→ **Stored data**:
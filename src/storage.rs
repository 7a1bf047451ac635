//! EntryBuffer: owned contiguous storage whose capacity follows `growth`.

use crate::error::{DictError, Result};
use crate::growth;
use tracing::trace;

/// Normalise a possibly negative position against `len`.
///
/// Negative positions count from the end (`-1` is the last entry). Fails with
/// `Empty` on an empty buffer before looking at the index.
pub(crate) fn resolve_index(index: isize, len: usize) -> Result<usize> {
    if len == 0 {
        return Err(DictError::Empty);
    }
    let pos = if index >= 0 {
        index
    } else {
        (len as isize).wrapping_add(index)
    };
    if pos < 0 || pos as usize >= len {
        return Err(DictError::IndexOutOfRange { index, len });
    }
    Ok(pos as usize)
}

/// Contiguous slots `[0, len)` plus a logical capacity.
///
/// The backing `Vec` always has at least `capacity` physical slots, so an
/// append below the logical capacity never reallocates. Positions are not
/// stable across removals; callers must not hold indices across mutation.
#[derive(Debug)]
pub(crate) struct EntryBuffer<T> {
    slots: Vec<T>,
    capacity: usize,
}

impl<T> EntryBuffer<T> {
    pub(crate) fn new() -> Self {
        Self {
            slots: Vec::with_capacity(growth::INITIAL_CAPACITY),
            capacity: growth::INITIAL_CAPACITY,
        }
    }

    #[inline]
    pub(crate) fn len(&self) -> usize {
        self.slots.len()
    }

    #[inline]
    pub(crate) fn capacity(&self) -> usize {
        self.capacity
    }

    #[inline]
    pub(crate) fn as_slice(&self) -> &[T] {
        &self.slots
    }

    #[inline]
    pub(crate) fn as_mut_slice(&mut self) -> &mut [T] {
        &mut self.slots
    }

    /// Append at the end, growing once the buffer becomes full.
    pub(crate) fn push(&mut self, item: T) {
        debug_assert!(self.slots.len() < self.capacity);
        self.slots.push(item);
        if self.slots.len() == self.capacity {
            let from = self.capacity;
            self.capacity = growth::grown_capacity(from);
            // Allocation failure here aborts through the global handler.
            self.slots.reserve_exact(self.capacity - self.slots.len());
            trace!(from, to = self.capacity, len = self.slots.len(), "entry buffer grew");
        }
    }

    /// Remove the slot at `pos`, compacting the tail and shrinking if the
    /// buffer became too sparse. `pos` must be in bounds.
    pub(crate) fn remove(&mut self, pos: usize) -> T {
        let item = self.slots.remove(pos);
        let len = self.slots.len();
        if growth::should_shrink(self.capacity, len) {
            let from = self.capacity;
            self.capacity = growth::shrunk_capacity(len);
            self.slots.shrink_to(self.capacity);
            trace!(from, to = self.capacity, len, "entry buffer shrank");
        }
        item
    }

    pub(crate) fn clear(&mut self) {
        self.slots.clear();
        self.capacity = growth::INITIAL_CAPACITY;
        self.slots.shrink_to(self.capacity);
        trace!("entry buffer cleared");
    }

    pub(crate) fn into_vec(self) -> Vec<T> {
        self.slots
    }
}

impl<T: Clone> Clone for EntryBuffer<T> {
    /// Independent buffer sized to the source's logical capacity.
    fn clone(&self) -> Self {
        let mut slots = Vec::with_capacity(self.capacity);
        slots.extend_from_slice(&self.slots);
        trace!(capacity = self.capacity, len = slots.len(), "entry buffer copied");
        Self {
            slots,
            capacity: self.capacity,
        }
    }
}

impl<T> Default for EntryBuffer<T> {
    fn default() -> Self {
        Self::new()
    }
}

→ **What is needed**:
Reproduce word for word the lines of the records above, beginning at the first and ending with the line where "Positions are not" appears, and nothing past it.

→ **Task response**:
filename src/storage.rs
repository 7a1bf047451ac635
//! EntryBuffer: owned contiguous storage whose capacity follows `growth`.

use crate::error::{DictError, Result};
use crate::growth;
use tracing::trace;

/// Normalise a possibly negative position against `len`.
///
/// Negative positions count from the end (`-1` is the last entry). Fails with
/// `Empty` on an empty buffer before looking at the index.
pub(crate) fn resolve_index(index: isize, len: usize) -> Result<usize> {
    if len == 0 {
        return Err(DictError::Empty);
    }
    let pos = if index >= 0 {
        index
    } else {
        (len as isize).wrapping_add(index)
    };
    if pos < 0 || pos as usize >= len {
        return Err(DictError::IndexOutOfRange { index, len });
    }
    Ok(pos as usize)
}

/// Contiguous slots `[0, len)` plus a logical capacity.
///
/// The backing `Vec` always has at least `capacity` physical slots, so an
/// append below the logical capacity never reallocates. Positions are not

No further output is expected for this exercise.